(Stored data)
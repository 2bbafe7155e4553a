//! Compiled template object (§4.4 / §4.6). Immutable and `Send + Sync`
//! once built, mirroring the predecessor's `Template` design note: "the
//! StringBuilder pattern instead of generator yields."

use std::collections::{BTreeMap, HashMap};
use std::sync::Arc;
use std::time::SystemTime;

use crate::ast::{Ast, BlockNode, Literal};
use crate::environment::Environment;
use crate::error::{BlockNotFoundError, Error, Result};
use crate::introspection::{self, BlockIntrospection, CacheScope, Purity};
use crate::optimizer::{self, OptimizationReport};
use crate::runtime::context::Scope;
use crate::runtime::interpreter::Interpreter;
use crate::runtime::value::Value;

#[derive(Debug, Clone, Default)]
pub struct TemplateMetadata {
    pub estimated_buffer_bytes: usize,
    pub static_byte_count: usize,
    pub output_op_count: usize,
    pub optimization: Option<OptimizationReport>,
    /// The string-literal target of `{% extends %}`, if any (§4.9's
    /// inheritance-graph walk only follows statically-known parents).
    pub extends: Option<String>,
    pub blocks: BTreeMap<String, BlockIntrospection>,
}

pub struct Template {
    pub name: Option<String>,
    pub source_path: Option<std::path::PathBuf>,
    pub(crate) ast: Ast,
    pub(crate) env: Arc<Environment>,
    pub metadata: TemplateMetadata,
    pub(crate) loaded_at: SystemTime,
}

impl std::fmt::Debug for Template {
    fn fmt(&self, f: &mut std::fmt::Formatter<'_>) -> std::fmt::Result {
        f.debug_struct("Template")
            .field("name", &self.name)
            .field("source_path", &self.source_path)
            .field("metadata", &self.metadata)
            .field("loaded_at", &self.loaded_at)
            .finish()
    }
}

impl Template {
    pub fn compile(source: &str, env: Arc<Environment>, name: Option<String>, source_path: Option<std::path::PathBuf>) -> Result<Template> {
        let ast = crate::parser::parse(source, &env.delimiters)?;
        Self::from_ast(ast, env, name, source_path)
    }

    /// Builds a `Template` from an already-parsed `Ast`, skipping the lex/
    /// parse pass entirely. Used by [`Environment::get_template`] on a
    /// bytecode-cache hit, where the persisted artifact already holds the
    /// parsed tree.
    pub(crate) fn from_ast(mut ast: Ast, env: Arc<Environment>, name: Option<String>, source_path: Option<std::path::PathBuf>) -> Result<Template> {
        let extends = match &ast.extends {
            Some(e) => match &e.kind {
                crate::ast::ExprKind::Const(Literal::Str(s)) => Some(s.clone()),
                _ => None,
            },
            None => None,
        };
        let mut metadata = TemplateMetadata {
            static_byte_count: static_byte_count(&ast.nodes),
            extends,
            blocks: introspection::analyze_blocks(&ast.nodes),
            ..Default::default()
        };
        if env.optimized {
            let report = optimizer::optimize(&mut ast);
            metadata.optimization = Some(report);
        }
        metadata.output_op_count = count_output_ops(&ast.nodes);
        metadata.estimated_buffer_bytes = optimizer::buffer_estimate::estimate(metadata.static_byte_count, metadata.output_op_count);
        Ok(Template {
            name,
            source_path,
            ast,
            env,
            metadata,
            loaded_at: SystemTime::now(),
        })
    }

    pub fn template_metadata(&self) -> &TemplateMetadata {
        &self.metadata
    }

    /// The optimized AST, exposed so the bytecode cache can persist it
    /// without re-parsing on the next process start.
    #[cfg(feature = "bytecode-cache")]
    pub(crate) fn ast(&self) -> &Ast {
        &self.ast
    }

    /// Blocks whose introspected scope is `site` or `page` and whose
    /// purity is `pure` (§4.7).
    pub fn get_cacheable_blocks(&self) -> BTreeMap<String, CacheScope> {
        self.metadata
            .blocks
            .iter()
            .filter(|(_, info)| matches!(info.is_pure, Purity::Pure) && matches!(info.cache_scope, CacheScope::Site | CacheScope::Page))
            .map(|(name, info)| (name.clone(), info.cache_scope))
            .collect()
    }

    pub fn render(&self, context: HashMap<String, Value>) -> Result<String> {
        self.render_internal(context)
    }

    /// Used by `{% include %}` / `{% embed %}` with `with context`: merges
    /// the caller's currently-visible names on top of this template's own
    /// globals rather than sharing the caller's `Scope` object directly
    /// (which is tied to the caller's own `Environment` globals reference).
    pub(crate) fn render_with_scope(&self, caller_scope: &Scope) -> Result<String> {
        self.render_internal(caller_scope.snapshot())
    }

    fn render_internal(&self, context: HashMap<String, Value>) -> Result<String> {
        // Resolve the `{% extends %}` chain by loading each ancestor into
        // `owned_parents` (leaf to root); the root's node sequence is what
        // actually gets walked, with each template in the chain
        // contributing block overrides (leaf wins).
        let mut owned_parents: Vec<Arc<Template>> = Vec::new();
        let mut current_ast: &Ast = &self.ast;
        loop {
            let Some(extends_expr) = &current_ast.extends else {
                break;
            };
            let parent_name = match &extends_expr.kind {
                crate::ast::ExprKind::Const(Literal::Str(s)) => s.clone(),
                _ => {
                    return Err(Error::from(crate::error::TemplateRuntimeError::new(
                        "dynamic {% extends %} targets are not supported; use a string literal",
                        extends_expr.span,
                    )))
                }
            };
            let parent = self.env.get_template(&parent_name)?;
            owned_parents.push(parent);
            current_ast = &owned_parents.last().unwrap().ast;
        }

        let root_ast: &Ast = owned_parents.last().map(|t| &t.ast).unwrap_or(&self.ast);
        let mut blocks: HashMap<String, Vec<&BlockNode>> = HashMap::new();
        if let Ok(found) = self.ast.collect_blocks() {
            for b in found {
                blocks.entry(b.name.clone()).or_default().push(b);
            }
        }
        for tmpl in &owned_parents {
            if let Ok(found) = tmpl.ast.collect_blocks() {
                for b in found {
                    blocks.entry(b.name.clone()).or_default().push(b);
                }
            }
        }

        let mut interpreter = Interpreter::new(Arc::clone(&self.env), self.name.as_deref(), self.env.autoescape);
        for (name, chain) in blocks {
            interpreter.register_block_chain(name, chain);
        }
        let mut scope = Scope::new(&self.env.globals, context, self.env.strict);
        interpreter.render(&root_ast.nodes, &mut scope)
    }

    pub fn render_block(&self, name: &str, context: HashMap<String, Value>) -> Result<String> {
        let found = self
            .ast
            .collect_blocks()
            .map_err(|msg| Error::from(crate::error::TemplateRuntimeError::new(msg, crate::error::Span::default())))?;
        let block = found.into_iter().find(|b| b.name == name).ok_or_else(|| {
            let available = self.ast.collect_blocks().map(|bs| bs.iter().map(|b| b.name.clone()).collect()).unwrap_or_default();
            Error::from(BlockNotFoundError {
                name: name.to_string(),
                available,
            })
        })?;
        let mut interpreter = Interpreter::new(Arc::clone(&self.env), self.name.as_deref(), self.env.autoescape);
        let mut scope = Scope::new(&self.env.globals, context, self.env.strict);
        interpreter.render(&block.body, &mut scope)
    }

    /// Evaluates this template's top-level `{% set %}` / `{% let %}` /
    /// `{% macro %}` bindings as a namespace, for `{% import %}` and
    /// `{% from ... import ... %}`. Macros are re-exported as callables
    /// that recompile and invoke their body on each call.
    pub(crate) fn export_namespace(self: &Arc<Self>) -> Result<BTreeMap<String, Value>> {
        let mut interpreter = Interpreter::new(Arc::clone(&self.env), self.name.as_deref(), self.env.autoescape);
        let mut scope = Scope::new(&self.env.globals, HashMap::new(), self.env.strict);
        interpreter.render(&self.ast.nodes, &mut scope)?;
        let mut ns: BTreeMap<String, Value> = scope.snapshot().into_iter().collect();
        for node in &self.ast.nodes {
            if let crate::ast::Node::Macro(_, m) = node {
                let tmpl = Arc::clone(self);
                let macro_name = m.name.clone();
                ns.insert(
                    macro_name.clone(),
                    Value::Callable(Arc::new(move |args: &[Value], kwargs: &[(String, Value)]| tmpl.call_exported_macro(&macro_name, args, kwargs))),
                );
            }
        }
        Ok(ns)
    }

    fn call_exported_macro(&self, name: &str, args: &[Value], kwargs: &[(String, Value)]) -> Result<Value> {
        let macro_node = self.ast.nodes.iter().find_map(|n| match n {
            crate::ast::Node::Macro(_, m) if m.name == name => Some(m),
            _ => None,
        });
        let Some(m) = macro_node else {
            return Ok(Value::Undefined);
        };
        let mut interpreter = Interpreter::new(Arc::clone(&self.env), self.name.as_deref(), self.env.autoescape);
        let mut scope = Scope::new(&self.env.globals, HashMap::new(), self.env.strict);
        interpreter.call_macro_public(m, args, kwargs, &mut scope)
    }
}

fn static_byte_count(nodes: &[crate::ast::Node]) -> usize {
    let mut total = 0;
    for node in nodes {
        if let crate::ast::Node::Data(_, text) = node {
            total += text.len();
        }
        for child_seq in node.children() {
            total += static_byte_count(child_seq);
        }
    }
    total
}

fn count_output_ops(nodes: &[crate::ast::Node]) -> usize {
    let mut total = 0;
    for node in nodes {
        if matches!(node, crate::ast::Node::Output(..)) {
            total += 1;
        }
        for child_seq in node.children() {
            total += count_output_ops(child_seq);
        }
    }
    total
}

What needs to be done: Return each full line of the entries that contains the word "BlockIntrospection".

Task output:
use crate::introspection::{self, BlockIntrospection, CacheScope, Purity};
    pub blocks: BTreeMap<String, BlockIntrospection>,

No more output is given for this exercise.